== Segment start ==

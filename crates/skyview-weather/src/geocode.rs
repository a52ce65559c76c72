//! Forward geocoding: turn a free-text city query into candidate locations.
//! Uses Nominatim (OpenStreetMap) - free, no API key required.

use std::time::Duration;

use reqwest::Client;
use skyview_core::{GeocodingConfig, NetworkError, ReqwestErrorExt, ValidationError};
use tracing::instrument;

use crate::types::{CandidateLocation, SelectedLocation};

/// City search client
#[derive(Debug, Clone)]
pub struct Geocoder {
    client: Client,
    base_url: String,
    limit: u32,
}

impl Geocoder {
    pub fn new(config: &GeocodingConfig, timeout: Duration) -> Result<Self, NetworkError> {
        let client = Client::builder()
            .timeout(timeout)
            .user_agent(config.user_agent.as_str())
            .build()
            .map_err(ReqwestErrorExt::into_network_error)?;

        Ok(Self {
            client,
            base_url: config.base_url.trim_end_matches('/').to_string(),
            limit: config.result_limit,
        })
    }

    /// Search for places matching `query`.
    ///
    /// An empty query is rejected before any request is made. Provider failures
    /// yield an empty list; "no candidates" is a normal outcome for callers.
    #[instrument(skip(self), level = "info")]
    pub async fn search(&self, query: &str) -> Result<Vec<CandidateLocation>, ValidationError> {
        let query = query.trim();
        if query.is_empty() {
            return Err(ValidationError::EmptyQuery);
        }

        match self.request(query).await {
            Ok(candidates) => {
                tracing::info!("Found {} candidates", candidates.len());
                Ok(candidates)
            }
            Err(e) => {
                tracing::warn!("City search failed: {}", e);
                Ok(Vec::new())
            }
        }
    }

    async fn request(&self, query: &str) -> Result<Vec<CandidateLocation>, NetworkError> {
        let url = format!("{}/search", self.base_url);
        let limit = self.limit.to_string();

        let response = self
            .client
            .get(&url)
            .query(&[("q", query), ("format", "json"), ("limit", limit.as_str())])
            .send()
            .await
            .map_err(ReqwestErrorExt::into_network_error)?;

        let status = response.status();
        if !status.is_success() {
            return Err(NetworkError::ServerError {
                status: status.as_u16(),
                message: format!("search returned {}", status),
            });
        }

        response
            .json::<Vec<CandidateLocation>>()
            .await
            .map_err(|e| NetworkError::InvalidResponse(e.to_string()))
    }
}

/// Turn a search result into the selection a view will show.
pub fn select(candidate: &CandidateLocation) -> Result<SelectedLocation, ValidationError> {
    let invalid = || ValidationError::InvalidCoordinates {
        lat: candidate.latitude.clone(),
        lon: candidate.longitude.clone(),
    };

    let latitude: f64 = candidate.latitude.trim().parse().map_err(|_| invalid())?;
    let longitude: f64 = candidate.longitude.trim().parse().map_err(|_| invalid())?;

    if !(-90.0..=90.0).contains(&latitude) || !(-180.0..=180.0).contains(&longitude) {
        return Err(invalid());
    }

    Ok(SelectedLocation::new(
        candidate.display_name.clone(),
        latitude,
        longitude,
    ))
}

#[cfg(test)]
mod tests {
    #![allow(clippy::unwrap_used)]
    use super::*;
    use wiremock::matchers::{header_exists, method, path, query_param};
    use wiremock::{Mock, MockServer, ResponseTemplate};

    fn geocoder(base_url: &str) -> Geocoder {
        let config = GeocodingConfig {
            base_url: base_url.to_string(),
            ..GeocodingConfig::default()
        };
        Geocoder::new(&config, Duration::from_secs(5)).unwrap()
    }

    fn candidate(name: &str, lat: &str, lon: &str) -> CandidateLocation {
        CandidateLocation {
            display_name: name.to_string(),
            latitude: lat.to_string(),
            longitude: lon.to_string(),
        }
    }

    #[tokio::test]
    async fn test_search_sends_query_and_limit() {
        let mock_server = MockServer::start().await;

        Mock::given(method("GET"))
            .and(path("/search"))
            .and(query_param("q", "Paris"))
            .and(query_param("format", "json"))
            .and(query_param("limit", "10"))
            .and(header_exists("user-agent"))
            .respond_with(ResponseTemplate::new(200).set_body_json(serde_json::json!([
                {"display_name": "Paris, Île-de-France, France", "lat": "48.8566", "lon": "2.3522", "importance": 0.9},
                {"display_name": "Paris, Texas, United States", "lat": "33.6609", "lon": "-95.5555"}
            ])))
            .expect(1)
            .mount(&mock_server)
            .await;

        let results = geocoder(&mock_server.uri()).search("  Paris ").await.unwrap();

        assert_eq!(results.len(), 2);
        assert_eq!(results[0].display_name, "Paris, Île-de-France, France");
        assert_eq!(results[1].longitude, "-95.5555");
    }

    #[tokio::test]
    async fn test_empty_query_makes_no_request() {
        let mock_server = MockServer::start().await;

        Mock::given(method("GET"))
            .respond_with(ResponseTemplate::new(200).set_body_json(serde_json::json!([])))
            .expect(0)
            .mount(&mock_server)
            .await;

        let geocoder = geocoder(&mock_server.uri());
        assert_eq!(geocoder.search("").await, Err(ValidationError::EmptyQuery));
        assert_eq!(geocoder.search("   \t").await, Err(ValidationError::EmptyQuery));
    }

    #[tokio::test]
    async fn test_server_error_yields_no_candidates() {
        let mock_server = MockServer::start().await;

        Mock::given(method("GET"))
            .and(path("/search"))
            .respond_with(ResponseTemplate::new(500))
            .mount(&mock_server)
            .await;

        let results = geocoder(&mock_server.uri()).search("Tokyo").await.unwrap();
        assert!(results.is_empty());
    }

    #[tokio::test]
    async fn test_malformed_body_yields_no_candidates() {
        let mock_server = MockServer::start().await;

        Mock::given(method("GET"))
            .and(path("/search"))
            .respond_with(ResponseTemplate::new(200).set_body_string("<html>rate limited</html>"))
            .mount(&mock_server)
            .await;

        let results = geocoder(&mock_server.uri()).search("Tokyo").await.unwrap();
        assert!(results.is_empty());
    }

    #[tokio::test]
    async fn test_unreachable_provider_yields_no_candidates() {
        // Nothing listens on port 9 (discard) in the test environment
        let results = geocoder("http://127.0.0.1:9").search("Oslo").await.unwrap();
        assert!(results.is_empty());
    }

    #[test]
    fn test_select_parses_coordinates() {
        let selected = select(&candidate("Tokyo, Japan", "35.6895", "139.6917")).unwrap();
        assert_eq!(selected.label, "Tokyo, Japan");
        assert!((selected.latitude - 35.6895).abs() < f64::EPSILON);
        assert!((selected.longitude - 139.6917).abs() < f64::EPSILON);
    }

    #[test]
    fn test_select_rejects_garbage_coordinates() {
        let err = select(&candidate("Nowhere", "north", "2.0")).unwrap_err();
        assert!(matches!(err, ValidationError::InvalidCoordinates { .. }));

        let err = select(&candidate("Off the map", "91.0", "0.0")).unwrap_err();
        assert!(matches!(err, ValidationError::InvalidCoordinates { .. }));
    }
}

== Segment end ==
== Segment start ==

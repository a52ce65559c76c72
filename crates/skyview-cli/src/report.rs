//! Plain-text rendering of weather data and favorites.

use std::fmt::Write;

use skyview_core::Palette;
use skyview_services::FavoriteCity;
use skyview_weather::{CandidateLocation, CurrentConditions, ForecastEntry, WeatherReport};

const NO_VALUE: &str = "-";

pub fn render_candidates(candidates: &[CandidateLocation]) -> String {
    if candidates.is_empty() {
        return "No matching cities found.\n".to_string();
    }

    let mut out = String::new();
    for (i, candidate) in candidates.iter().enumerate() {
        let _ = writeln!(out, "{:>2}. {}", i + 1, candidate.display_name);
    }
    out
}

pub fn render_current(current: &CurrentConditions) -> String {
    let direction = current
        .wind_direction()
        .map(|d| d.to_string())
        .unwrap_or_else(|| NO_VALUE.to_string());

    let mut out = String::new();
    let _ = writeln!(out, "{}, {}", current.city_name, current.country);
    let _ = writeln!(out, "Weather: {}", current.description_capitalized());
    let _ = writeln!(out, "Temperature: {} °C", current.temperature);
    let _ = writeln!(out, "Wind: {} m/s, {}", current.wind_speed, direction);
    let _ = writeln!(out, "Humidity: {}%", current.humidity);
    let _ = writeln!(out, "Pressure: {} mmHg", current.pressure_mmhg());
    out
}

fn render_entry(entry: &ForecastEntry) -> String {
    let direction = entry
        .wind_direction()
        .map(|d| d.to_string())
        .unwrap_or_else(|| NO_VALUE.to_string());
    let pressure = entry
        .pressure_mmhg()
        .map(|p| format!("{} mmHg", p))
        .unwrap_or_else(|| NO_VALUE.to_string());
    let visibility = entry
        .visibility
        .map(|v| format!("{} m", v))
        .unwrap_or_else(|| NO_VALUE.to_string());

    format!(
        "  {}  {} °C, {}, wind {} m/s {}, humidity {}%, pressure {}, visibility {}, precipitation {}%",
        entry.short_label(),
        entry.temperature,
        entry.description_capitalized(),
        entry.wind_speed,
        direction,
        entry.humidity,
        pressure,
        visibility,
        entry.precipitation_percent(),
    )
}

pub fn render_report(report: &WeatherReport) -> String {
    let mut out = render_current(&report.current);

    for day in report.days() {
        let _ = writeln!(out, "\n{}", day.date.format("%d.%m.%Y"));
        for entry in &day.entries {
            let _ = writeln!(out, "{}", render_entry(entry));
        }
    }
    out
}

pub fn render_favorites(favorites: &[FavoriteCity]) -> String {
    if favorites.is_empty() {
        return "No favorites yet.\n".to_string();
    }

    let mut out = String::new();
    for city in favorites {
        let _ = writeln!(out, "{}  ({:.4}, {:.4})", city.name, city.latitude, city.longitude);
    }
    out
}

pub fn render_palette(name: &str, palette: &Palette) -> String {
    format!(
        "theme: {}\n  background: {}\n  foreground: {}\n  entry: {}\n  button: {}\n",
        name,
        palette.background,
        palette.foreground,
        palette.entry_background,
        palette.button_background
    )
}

== Segment end ==

GOAL OF THE EXERCISE =>
Each line of the data that has the string "text" should be returned.

ANSWER BOX =>
//! Forward geocoding: turn a free-text city query into candidate locations.
//! Plain-text rendering of weather data and favorites.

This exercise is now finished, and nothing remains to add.